* [YOUR TASK]: The answer must consist of every line below that contains the word "ClawchatResult".

Stored data entries
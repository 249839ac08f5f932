//! The transport node task and its handle.
//!
//! The libp2p swarm must be polled continuously, so it lives in a
//! dedicated tokio task. The gateway talks to it through a cloneable
//! [`NetworkHandle`] (command channel + stream control) and receives
//! [`NetworkEvent`]s on a bounded channel. Dial completion is matched
//! to the originating request by libp2p connection id.

use std::collections::HashMap;

use futures::StreamExt;
use libp2p::swarm::dial_opts::DialOpts;
use libp2p::swarm::{ConnectionId, NetworkBehaviour, SwarmEvent};
use libp2p::{noise, tcp, yamux, Multiaddr, PeerId};
use tokio::sync::{mpsc, oneshot};
use tokio::task::JoinHandle;

use clawchat_types::ClawchatError;
use clawchat_types::Result as ClawchatResult;

use crate::keys::keypair_from_seed;
use crate::SNAP2P_PROTOCOL;

/// Command channel capacity; callers feel backpressure when the swarm
/// task is overloaded.
const COMMAND_CHANNEL_SIZE: usize = 64;

/// Idle connection timeout. Sessions hold their streams open, which
/// keeps the underlying connection alive past this.
const IDLE_TIMEOUT_SECS: u64 = 60;

// ---------------------------------------------------------------------------
// Behaviour
// ---------------------------------------------------------------------------

/// Swarm behaviour: just the raw-stream protocol. Discovery is PX-1's
/// job, one layer up.
#[derive(NetworkBehaviour)]
struct GatewayBehaviour {
    stream: libp2p_stream::Behaviour,
}

// ---------------------------------------------------------------------------
// Commands & events
// ---------------------------------------------------------------------------

enum NetworkCommand {
    Dial {
        addr: Multiaddr,
        reply: oneshot::Sender<ClawchatResult<PeerId>>,
    },
    Listeners {
        reply: oneshot::Sender<Vec<Multiaddr>>,
    },
    ConnectedPeers {
        reply: oneshot::Sender<Vec<PeerId>>,
    },
    Shutdown,
}

/// Events the gateway consumes from the transport.
pub enum NetworkEvent {
    /// A remote opened a SNaP2P stream toward us.
    IncomingStream {
        /// Remote transport endpoint.
        peer: PeerId,
        /// The raw bidirectional stream, pre-handshake.
        stream: libp2p::Stream,
    },
    /// A connection to a peer is up (either direction).
    ConnectionEstablished {
        /// Remote transport endpoint.
        peer: PeerId,
        /// The remote address of the connection.
        address: Multiaddr,
    },
    /// The last connection to a peer closed.
    ConnectionClosed {
        /// Remote transport endpoint.
        peer: PeerId,
    },
    /// A new local listen address is active.
    NewListenAddr {
        /// The address, without the `/p2p` suffix.
        address: Multiaddr,
    },
}

// ---------------------------------------------------------------------------
// NetworkHandle
// ---------------------------------------------------------------------------

/// Cloneable handle to the transport task.
#[derive(Clone)]
pub struct NetworkHandle {
    cmd_tx: mpsc::Sender<NetworkCommand>,
    control: libp2p_stream::Control,
    local_peer_id: PeerId,
}

impl NetworkHandle {
    /// The gateway's own peer id.
    pub fn local_peer_id(&self) -> PeerId {
        self.local_peer_id
    }

    /// Dials a multi-address, resolving once the connection is up.
    ///
    /// Callers wrap this in their own deadline; the transport reports
    /// failure as soon as libp2p does.
    pub async fn dial(&self, addr: Multiaddr) -> ClawchatResult<PeerId> {
        let (reply_tx, reply_rx) = oneshot::channel();
        self.cmd_tx
            .send(NetworkCommand::Dial {
                addr,
                reply: reply_tx,
            })
            .await
            .map_err(|_| transport_gone())?;
        reply_rx.await.map_err(|_| transport_gone())?
    }

    /// Opens a SNaP2P stream on an established connection.
    pub async fn open_stream(&self, peer: PeerId) -> ClawchatResult<libp2p::Stream> {
        let mut control = self.control.clone();
        control
            .open_stream(peer, SNAP2P_PROTOCOL)
            .await
            .map_err(|e| ClawchatError::Transport {
                reason: format!("failed to open stream to {peer}: {e}"),
            })
    }

    /// Current listen addresses.
    pub async fn listeners(&self) -> ClawchatResult<Vec<Multiaddr>> {
        let (reply_tx, reply_rx) = oneshot::channel();
        self.cmd_tx
            .send(NetworkCommand::Listeners { reply: reply_tx })
            .await
            .map_err(|_| transport_gone())?;
        reply_rx.await.map_err(|_| transport_gone())
    }

    /// Peers with at least one live connection.
    pub async fn connected_peers(&self) -> ClawchatResult<Vec<PeerId>> {
        let (reply_tx, reply_rx) = oneshot::channel();
        self.cmd_tx
            .send(NetworkCommand::ConnectedPeers { reply: reply_tx })
            .await
            .map_err(|_| transport_gone())?;
        reply_rx.await.map_err(|_| transport_gone())
    }

    /// Asks the transport task to exit, dropping all connections.
    pub async fn shutdown(&self) {
        let _ = self.cmd_tx.send(NetworkCommand::Shutdown).await;
    }
}

fn transport_gone() -> ClawchatError {
    ClawchatError::Transport {
        reason: "transport task is gone".into(),
    }
}

// ---------------------------------------------------------------------------
// Spawn
// ---------------------------------------------------------------------------

/// Builds the swarm from a stored Ed25519 seed, binds the TCP listener
/// on `port`, and spawns the transport task.
pub fn spawn(
    seed: &[u8; 32],
    port: u16,
) -> ClawchatResult<(NetworkHandle, mpsc::UnboundedReceiver<NetworkEvent>, JoinHandle<()>)> {
    let keypair = keypair_from_seed(seed)?;
    let local_peer_id = PeerId::from(keypair.public());

    let mut swarm = libp2p::SwarmBuilder::with_existing_identity(keypair)
        .with_tokio()
        .with_tcp(
            tcp::Config::default().nodelay(true),
            noise::Config::new,
            yamux::Config::default,
        )
        .map_err(|e| ClawchatError::Transport {
            reason: format!("failed to configure TCP transport: {e}"),
        })?
        .with_behaviour(|_| GatewayBehaviour {
            stream: libp2p_stream::Behaviour::new(),
        })
        .map_err(|e| ClawchatError::Transport {
            reason: format!("failed to build behaviour: {e}"),
        })?
        .with_swarm_config(|cfg| {
            cfg.with_idle_connection_timeout(std::time::Duration::from_secs(IDLE_TIMEOUT_SECS))
        })
        .build();

    let mut control = swarm.behaviour().stream.new_control();
    let mut incoming = control
        .accept(SNAP2P_PROTOCOL)
        .map_err(|e| ClawchatError::Transport {
            reason: format!("failed to register stream protocol: {e}"),
        })?;

    let listen: Multiaddr = format!("/ip4/0.0.0.0/tcp/{port}")
        .parse()
        .map_err(|e| ClawchatError::Transport {
            reason: format!("invalid listen address: {e}"),
        })?;
    swarm
        .listen_on(listen)
        .map_err(|e| ClawchatError::Transport {
            reason: format!("failed to listen on port {port}: {e}"),
        })?;

    let (cmd_tx, mut cmd_rx) = mpsc::channel(COMMAND_CHANNEL_SIZE);
    // Unbounded so a busy consumer can never stall swarm polling.
    let (event_tx, event_rx) = mpsc::unbounded_channel();

    let handle = NetworkHandle {
        cmd_tx,
        control,
        local_peer_id,
    };

    let task = tokio::spawn(async move {
        let mut pending_dials: HashMap<ConnectionId, oneshot::Sender<ClawchatResult<PeerId>>> =
            HashMap::new();

        loop {
            tokio::select! {
                event = swarm.select_next_some() => {
                    dispatch_swarm_event(event, &mut pending_dials, &event_tx);
                }

                Some((peer, stream)) = incoming.next() => {
                    if event_tx
                        .send(NetworkEvent::IncomingStream { peer, stream })
                        .is_err()
                    {
                        break;
                    }
                }

                cmd = cmd_rx.recv() => {
                    match cmd {
                        Some(NetworkCommand::Dial { addr, reply }) => {
                            let opts = DialOpts::unknown_peer_id().address(addr.clone()).build();
                            let connection_id = opts.connection_id();
                            match swarm.dial(opts) {
                                Ok(()) => {
                                    pending_dials.insert(connection_id, reply);
                                }
                                Err(e) => {
                                    let _ = reply.send(Err(ClawchatError::Transport {
                                        reason: format!("dial {addr} failed: {e}"),
                                    }));
                                }
                            }
                        }
                        Some(NetworkCommand::Listeners { reply }) => {
                            let _ = reply.send(swarm.listeners().cloned().collect());
                        }
                        Some(NetworkCommand::ConnectedPeers { reply }) => {
                            let _ = reply.send(swarm.connected_peers().cloned().collect());
                        }
                        Some(NetworkCommand::Shutdown) | None => break,
                    }
                }
            }
        }

        tracing::info!("transport task exited");
    });

    Ok((handle, event_rx, task))
}

fn dispatch_swarm_event(
    event: SwarmEvent<GatewayBehaviourEvent>,
    pending_dials: &mut HashMap<ConnectionId, oneshot::Sender<ClawchatResult<PeerId>>>,
    event_tx: &mpsc::UnboundedSender<NetworkEvent>,
) {
    match event {
        SwarmEvent::NewListenAddr { address, .. } => {
            tracing::info!(%address, "listening");
            let _ = event_tx.send(NetworkEvent::NewListenAddr { address });
        }

        SwarmEvent::ConnectionEstablished {
            peer_id,
            connection_id,
            endpoint,
            ..
        } => {
            tracing::debug!(peer = %peer_id, ?endpoint, "connection established");
            if let Some(reply) = pending_dials.remove(&connection_id) {
                let _ = reply.send(Ok(peer_id));
            }
            let _ = event_tx.send(NetworkEvent::ConnectionEstablished {
                peer: peer_id,
                address: endpoint.get_remote_address().clone(),
            });
        }

        SwarmEvent::ConnectionClosed {
            peer_id,
            num_established,
            cause,
            ..
        } => {
            tracing::debug!(peer = %peer_id, ?cause, num_established, "connection closed");
            if num_established == 0 {
                let _ = event_tx.send(NetworkEvent::ConnectionClosed { peer: peer_id });
            }
        }

        SwarmEvent::OutgoingConnectionError {
            connection_id,
            peer_id,
            error,
        } => {
            tracing::warn!(?peer_id, %error, "outgoing connection error");
            if let Some(reply) = pending_dials.remove(&connection_id) {
                let _ = reply.send(Err(ClawchatError::Transport {
                    reason: format!("dial failed: {error}"),
                }));
            }
        }

        SwarmEvent::IncomingConnectionError {
            local_addr,
            send_back_addr,
            error,
            ..
        } => {
            tracing::warn!(%local_addr, %send_back_addr, %error, "incoming connection error");
        }

        other => {
            tracing::trace!(?other, "unhandled swarm event");
        }
    }
}

// ---------------------------------------------------------------------------
// Tests
// ---------------------------------------------------------------------------

#[cfg(test)]
mod tests {
    use super::*;
    use futures::{AsyncReadExt, AsyncWriteExt};

    /// Two nodes on loopback: dial, open a stream, echo bytes.
    #[tokio::test]
    async fn dial_and_stream_roundtrip() -> ClawchatResult<()> {
        let (node_a, mut events_a, _task_a) = spawn(&[0x11; 32], 0)?;
        let (node_b, mut events_b, _task_b) = spawn(&[0x22; 32], 0)?;

        // Wait for B's listen address.
        let addr_b = loop {
            match events_b.recv().await {
                Some(NetworkEvent::NewListenAddr { address }) => break address,
                Some(_) => continue,
                None => panic!("B's event channel closed"),
            }
        };

        let peer_b = node_a.dial(addr_b).await?;
        assert_eq!(peer_b, node_b.local_peer_id());

        let mut stream = node_a.open_stream(peer_b).await?;
        stream.write_all(b"ping").await.expect("write");
        stream.flush().await.expect("flush");

        // B sees the incoming stream and echoes.
        let mut inbound = loop {
            match events_b.recv().await {
                Some(NetworkEvent::IncomingStream { peer, stream }) => {
                    assert_eq!(peer, node_a.local_peer_id());
                    break stream;
                }
                Some(_) => continue,
                None => panic!("B's event channel closed"),
            }
        };
        let mut buf = [0u8; 4];
        inbound.read_exact(&mut buf).await.expect("read");
        assert_eq!(&buf, b"ping");
        inbound.write_all(b"pong").await.expect("write");
        inbound.flush().await.expect("flush");

        let mut buf = [0u8; 4];
        stream.read_exact(&mut buf).await.expect("read");
        assert_eq!(&buf, b"pong");

        // A observed the outbound connection too.
        let connected = node_a.connected_peers().await?;
        assert!(connected.contains(&peer_b));

        // Drain A's events without blocking the test.
        while events_a.try_recv().is_ok() {}

        node_a.shutdown().await;
        node_b.shutdown().await;
        Ok(())
    }

    #[tokio::test]
    async fn dial_unreachable_address_errors() -> ClawchatResult<()> {
        let (node, _events, _task) = spawn(&[0x33; 32], 0)?;
        // TEST-NET-1 address; nothing listens there.
        let result = tokio::time::timeout(
            std::time::Duration::from_secs(10),
            node.dial("/ip4/192.0.2.1/tcp/1".parse().expect("addr")),
        )
        .await;
        match result {
            Ok(Ok(_)) => panic!("dial unexpectedly succeeded"),
            Ok(Err(_)) | Err(_) => {}
        }
        node.shutdown().await;
        Ok(())
    }
}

* [EXERCISE ANSWER]:
use clawchat_types::Result as ClawchatResult;
        reply: oneshot::Sender<ClawchatResult<PeerId>>,
    pub async fn dial(&self, addr: Multiaddr) -> ClawchatResult<PeerId> {
    pub async fn open_stream(&self, peer: PeerId) -> ClawchatResult<libp2p::Stream> {
    pub async fn listeners(&self) -> ClawchatResult<Vec<Multiaddr>> {
    pub async fn connected_peers(&self) -> ClawchatResult<Vec<PeerId>> {
) -> ClawchatResult<(NetworkHandle, mpsc::UnboundedReceiver<NetworkEvent>, JoinHandle<()>)> {
        let mut pending_dials: HashMap<ConnectionId, oneshot::Sender<ClawchatResult<PeerId>>> =
    pending_dials: &mut HashMap<ConnectionId, oneshot::Sender<ClawchatResult<PeerId>>>,
    async fn dial_and_stream_roundtrip() -> ClawchatResult<()> {
    async fn dial_unreachable_address_errors() -> ClawchatResult<()> {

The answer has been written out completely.